▶ Directions for this task:
Show all lines of the entries in which the word "result" is found.

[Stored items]
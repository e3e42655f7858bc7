//! Webservice rules.
//!
//! Covers request timeouts, the web server choice, features that need Puma
//! and the shutdown sequence.

use serde_json::Value;

use crate::path_resolver::{resolve_keys, shape_name, Lookup, ValueTree};
use crate::rule::{MessageParams, MessageTemplate, RuleOutcome, ValidationRule};

#[cfg(test)]
#[path = "webservice_tests.rs"]
mod tests;

pub const RULES: &[ValidationRule] = &[
    ValidationRule::new(
        "webservice.numbers",
        MessageTemplate::new("{path} must be a number, got {shape}"),
        numeric_settings,
    ),
    ValidationRule::new(
        "appConfig.maxRequestDurationSeconds",
        MessageTemplate::new(
            "global.appConfig.maxRequestDurationSeconds ({duration}) is greater than or equal to global.webservice.workerTimeout ({timeout})",
        ),
        request_duration_below_timeout,
    ),
    ValidationRule::new(
        "webservice.webServer",
        MessageTemplate::new(
            "`{value}` is not a valid gitlab.webservice.webServer, must be one of: puma, unicorn",
        ),
        known_web_server,
    ),
    ValidationRule::new(
        "dependencyProxy.puma",
        MessageTemplate::new(
            "You must be using the Puma webservice in order to use Dependency Proxy.",
        ),
        dependency_proxy_needs_puma,
    ),
    ValidationRule::new(
        "webservice.terminationGracePeriodSeconds",
        MessageTemplate::new(
            "gitlab.webservice.deployment.terminationGracePeriodSeconds ({grace}) is less than gitlab.webservice.shutdown.blackoutSeconds ({blackout}), requests would fail during shutdown",
        ),
        grace_period_covers_blackout,
    ),
];

const DEFAULT_WORKER_TIMEOUT: i64 = 60;
const DEFAULT_WEB_SERVER: &str = "puma";
const WEB_SERVERS: [&str; 2] = ["puma", "unicorn"];
const DEFAULT_GRACE_PERIOD: i64 = 30;
const DEFAULT_BLACKOUT: i64 = 10;

const REQUEST_DURATION: &[&str] = &["global", "appConfig", "maxRequestDurationSeconds"];
const WORKER_TIMEOUT: &[&str] = &["global", "webservice", "workerTimeout"];
const GRACE_PERIOD: &[&str] = &[
    "gitlab",
    "webservice",
    "deployment",
    "terminationGracePeriodSeconds",
];
const BLACKOUT: &[&str] = &["gitlab", "webservice", "shutdown", "blackoutSeconds"];

/// Settings compared numerically by the rules below.
const NUMERIC_SETTINGS: [&[&str]; 4] = [REQUEST_DURATION, WORKER_TIMEOUT, GRACE_PERIOD, BLACKOUT];

/// A numeric setting and the literal the operator wrote for it.
struct Setting {
    value: f64,
    literal: String,
}

impl Setting {
    fn builtin(value: i64) -> Self {
        Self {
            value: value as f64,
            literal: value.to_string(),
        }
    }
}

/// Reads a numeric setting. Unset yields `None`; a non-numeric value also
/// yields `None` and is reported by `webservice.numbers`.
fn setting(lookup: Lookup<'_>) -> Option<Setting> {
    let value = lookup.as_f64()?;
    let literal = match lookup.value()? {
        Value::String(text) => text.trim().to_string(),
        other => other.to_string(),
    };
    Some(Setting { value, literal })
}

fn is_unset(lookup: Lookup<'_>) -> bool {
    matches!(lookup, Lookup::Absent | Lookup::Present(Value::Null))
}

/// Setting value, or the built-in default when unset. `None` when the value
/// is present but not a number.
fn setting_or(lookup: Lookup<'_>, default: i64) -> Option<Setting> {
    if is_unset(lookup) {
        Some(Setting::builtin(default))
    } else {
        setting(lookup)
    }
}

fn web_server(tree: &ValueTree) -> &str {
    resolve_keys(tree, &["gitlab", "webservice", "webServer"])
        .as_str()
        .unwrap_or(DEFAULT_WEB_SERVER)
}

fn numeric_settings(tree: &ValueTree) -> RuleOutcome {
    for keys in NUMERIC_SETTINGS {
        let lookup = resolve_keys(tree, keys);
        if is_unset(lookup) || lookup.as_f64().is_some() {
            continue;
        }
        let shape = lookup.value().map(shape_name).unwrap_or("null");
        return RuleOutcome::Fail(
            MessageParams::new()
                .with("path", keys.join("."))
                .with("shape", shape),
        );
    }
    RuleOutcome::Pass
}

fn request_duration_below_timeout(tree: &ValueTree) -> RuleOutcome {
    let duration = resolve_keys(tree, REQUEST_DURATION);
    if is_unset(duration) {
        return RuleOutcome::Pass;
    }
    let (Some(duration), Some(timeout)) = (
        setting(duration),
        setting_or(resolve_keys(tree, WORKER_TIMEOUT), DEFAULT_WORKER_TIMEOUT),
    ) else {
        return RuleOutcome::Pass;
    };

    if duration.value < timeout.value {
        RuleOutcome::Pass
    } else {
        RuleOutcome::Fail(
            MessageParams::new()
                .with("duration", duration.literal)
                .with("timeout", timeout.literal),
        )
    }
}

fn known_web_server(tree: &ValueTree) -> RuleOutcome {
    let server = web_server(tree);
    if WEB_SERVERS.contains(&server) {
        RuleOutcome::Pass
    } else {
        RuleOutcome::Fail(MessageParams::new().with("value", server))
    }
}

fn dependency_proxy_needs_puma(tree: &ValueTree) -> RuleOutcome {
    let proxy_enabled =
        resolve_keys(tree, &["global", "appConfig", "dependencyProxy", "enabled"]).is_truthy();
    RuleOutcome::pass_if(!proxy_enabled || web_server(tree) == "puma")
}

/// Pods must outlive the blackout window or in-flight requests are cut.
fn grace_period_covers_blackout(tree: &ValueTree) -> RuleOutcome {
    let (Some(grace), Some(blackout)) = (
        setting_or(resolve_keys(tree, GRACE_PERIOD), DEFAULT_GRACE_PERIOD),
        setting_or(resolve_keys(tree, BLACKOUT), DEFAULT_BLACKOUT),
    ) else {
        return RuleOutcome::Pass;
    };

    if grace.value >= blackout.value {
        RuleOutcome::Pass
    } else {
        RuleOutcome::Fail(
            MessageParams::new()
                .with("grace", grace.literal)
                .with("blackout", blackout.literal),
        )
    }
}
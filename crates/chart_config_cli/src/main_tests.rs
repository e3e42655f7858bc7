use super::*;
use std::path::PathBuf;

#[test]
fn test_parse_check_with_multiple_values_files() {
    let cli = Cli::try_parse_from([
        "chart-config",
        "check",
        "--values",
        "base.yaml",
        "-f",
        "override.yaml",
        "--release-name",
        "gitlab",
        "--all",
    ])
    .unwrap();

    match cli.command {
        Commands::Check(args) => {
            assert_eq!(
                args.input.values,
                vec![PathBuf::from("base.yaml"), PathBuf::from("override.yaml")]
            );
            assert_eq!(args.input.release_name.as_deref(), Some("gitlab"));
            assert!(args.all);
        }
        other => panic!("Expected check command, got {:?}", other),
    }
}

#[test]
fn test_parse_check_requires_values() {
    assert!(Cli::try_parse_from(["chart-config", "check"]).is_err());
}

#[test]
fn test_parse_resolve_format() {
    let cli = Cli::try_parse_from([
        "chart-config",
        "resolve",
        "--values",
        "values.yaml",
        "--format",
        "yaml",
        "--settings",
        "settings.toml",
    ])
    .unwrap();

    match cli.command {
        Commands::Resolve(args) => {
            assert_eq!(
                args.format,
                Some(chart_config_cli::config::OutputFormat::Yaml)
            );
            assert_eq!(args.input.settings, Some(PathBuf::from("settings.toml")));
        }
        other => panic!("Expected resolve command, got {:?}", other),
    }
}

#[test]
fn test_parse_resolve_rejects_unknown_format() {
    let result = Cli::try_parse_from([
        "chart-config",
        "resolve",
        "--values",
        "values.yaml",
        "--format",
        "xml",
    ]);

    assert!(result.is_err());
}

#[test]
fn test_parse_rules() {
    let cli = Cli::try_parse_from(["chart-config", "rules", "--verbose"]).unwrap();

    assert!(matches!(cli.command, Commands::Rules(RulesArgs { verbose: true })));
}

#[test]
fn test_cli_definition_is_consistent() {
    use clap::CommandFactory;
    Cli::command().debug_assert();
}
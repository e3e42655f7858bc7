use std::{io, path::PathBuf};

use chart_config::{ConfigurationError, ValidationFailure};
use thiserror::Error;

#[cfg(test)]
#[path = "errors_tests.rs"]
mod tests;

/// Exit status for a configuration rejected by the rule catalogue.
pub const EXIT_INVALID_CONFIGURATION: i32 = 1;

/// Exit status for unreadable input or bad arguments.
pub const EXIT_SETUP_ERROR: i32 = 2;

/// Errors that can occur in the chart-config CLI.
///
/// Everything except [`Error::Configuration`] is a setup problem: the values
/// were never checked.
#[derive(Error, Debug)]
pub enum Error {
    /// Invalid command-line arguments were provided.
    #[error("Invalid arguments: {0}")]
    InvalidArguments(String),

    /// Failed to read a values or settings file.
    #[error("Failed to load file {path:?}: {source}")]
    LoadFile { path: PathBuf, source: io::Error },

    /// A values file is not valid YAML.
    #[error("Failed to parse YAML values file {path:?}: {source}")]
    ParseYamlFile {
        path: PathBuf,
        source: serde_yaml::Error,
    },

    /// A values file is not valid JSON.
    #[error("Failed to parse JSON values file {path:?}: {source}")]
    ParseJsonFile {
        path: PathBuf,
        source: serde_json::Error,
    },

    /// The settings file is not valid TOML or does not match the settings schema.
    #[error("Failed to parse TOML settings file {path:?}: {source}")]
    ParseTomlFile {
        path: PathBuf,
        source: toml::de::Error,
    },

    /// The merged values are not a mapping at the top level.
    #[error("Invalid values: {0}")]
    InvalidValues(String),

    /// The resolved configuration could not be written in the requested format.
    #[error("Failed to serialize output: {0}")]
    Serialize(String),

    /// Validation or resolution failed.
    #[error("{0}")]
    Configuration(#[from] ConfigurationError),

    /// Several rules failed; listed in catalogue order, one per line.
    #[error("{}", render_failures(.0))]
    ValidationFailures(Vec<ValidationFailure>),
}

fn render_failures(failures: &[ValidationFailure]) -> String {
    failures
        .iter()
        .map(ToString::to_string)
        .collect::<Vec<_>>()
        .join("\n")
}

impl Error {
    /// Process exit status for this error.
    pub fn exit_code(&self) -> i32 {
        match self {
            Error::Configuration(ConfigurationError::ConfigurationInvalid(_))
            | Error::ValidationFailures(_) => EXIT_INVALID_CONFIGURATION,
            _ => EXIT_SETUP_ERROR,
        }
    }
}
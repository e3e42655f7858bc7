//! cert-manager issuer rules.

use crate::path_resolver::{resolve_keys, ValueTree};
use crate::rule::{MessageTemplate, RuleOutcome, ValidationRule};

#[cfg(test)]
#[path = "certmanager_tests.rs"]
mod tests;

pub const RULES: &[ValidationRule] = &[ValidationRule::new(
    "certmanager-issuer.email",
    MessageTemplate::new("Please set certmanager-issuer.email"),
    issuer_email,
)];

/// The issuer needs a contact email whenever the chart configures
/// cert-manager itself.
fn issuer_email(tree: &ValueTree) -> RuleOutcome {
    let configures_certmanager =
        resolve_keys(tree, &["global", "ingress", "configureCertmanager"]).flag_or(true);
    let installs_certmanager = resolve_keys(tree, &["certmanager", "install"]).flag_or(true);
    if !configures_certmanager || !installs_certmanager {
        return RuleOutcome::Pass;
    }

    if resolve_keys(tree, &["certmanager-issuer", "email"]).is_set() {
        RuleOutcome::Pass
    } else {
        RuleOutcome::fail()
    }
}
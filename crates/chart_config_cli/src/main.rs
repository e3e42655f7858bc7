use clap::{Parser, Subcommand};
use colored::Colorize;
use tracing::error;
use tracing_subscriber::{fmt, prelude::*, EnvFilter};

use chart_config_cli::commands::{
    check_cmd::{self, CheckArgs},
    resolve_cmd::{self, ResolveArgs},
    rules_cmd::{self, RulesArgs},
};

#[cfg(test)]
#[path = "main_tests.rs"]
mod tests;

/// chart-config: validate chart values and resolve multi-instance services
#[derive(Parser, Debug)]
#[command(name = "chart-config")]
#[command(about = "Validate chart values and resolve multi-instance services", long_about = None)]
struct Cli {
    #[command(subcommand)]
    command: Commands,
}

#[derive(Subcommand, Debug)]
enum Commands {
    /// Validate values files against the rule catalogue
    Check(CheckArgs),

    /// Validate values files and print the resolved configuration
    Resolve(ResolveArgs),

    /// List the validation rules in evaluation order
    Rules(RulesArgs),

    /// Show the CLI version
    Version,
}

fn main() {
    // Logs go to stderr so stdout only ever carries command output
    tracing_subscriber::registry()
        .with(fmt::layer().with_writer(std::io::stderr))
        .with(EnvFilter::from_env("CHART_CONFIG_LOG"))
        .init();

    let cli = Cli::parse();
    let result = match &cli.command {
        Commands::Check(args) => check_cmd::execute(args),
        Commands::Resolve(args) => resolve_cmd::execute(args),
        Commands::Rules(args) => rules_cmd::execute(args),
        Commands::Version => {
            println!(
                "chart-config version {}",
                option_env!("CHART_CONFIG_VERSION").unwrap_or(env!("CARGO_PKG_VERSION"))
            );
            Ok(())
        }
    };

    if let Err(e) = result {
        error!("Error: {e}");
        eprintln!("{}", e.to_string().red());
        std::process::exit(e.exit_code());
    }
}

▶ Solution to this exercise:
    let result = Cli::try_parse_from([
    assert!(result.is_err());
    let result = match &cli.command {
    if let Err(e) = result {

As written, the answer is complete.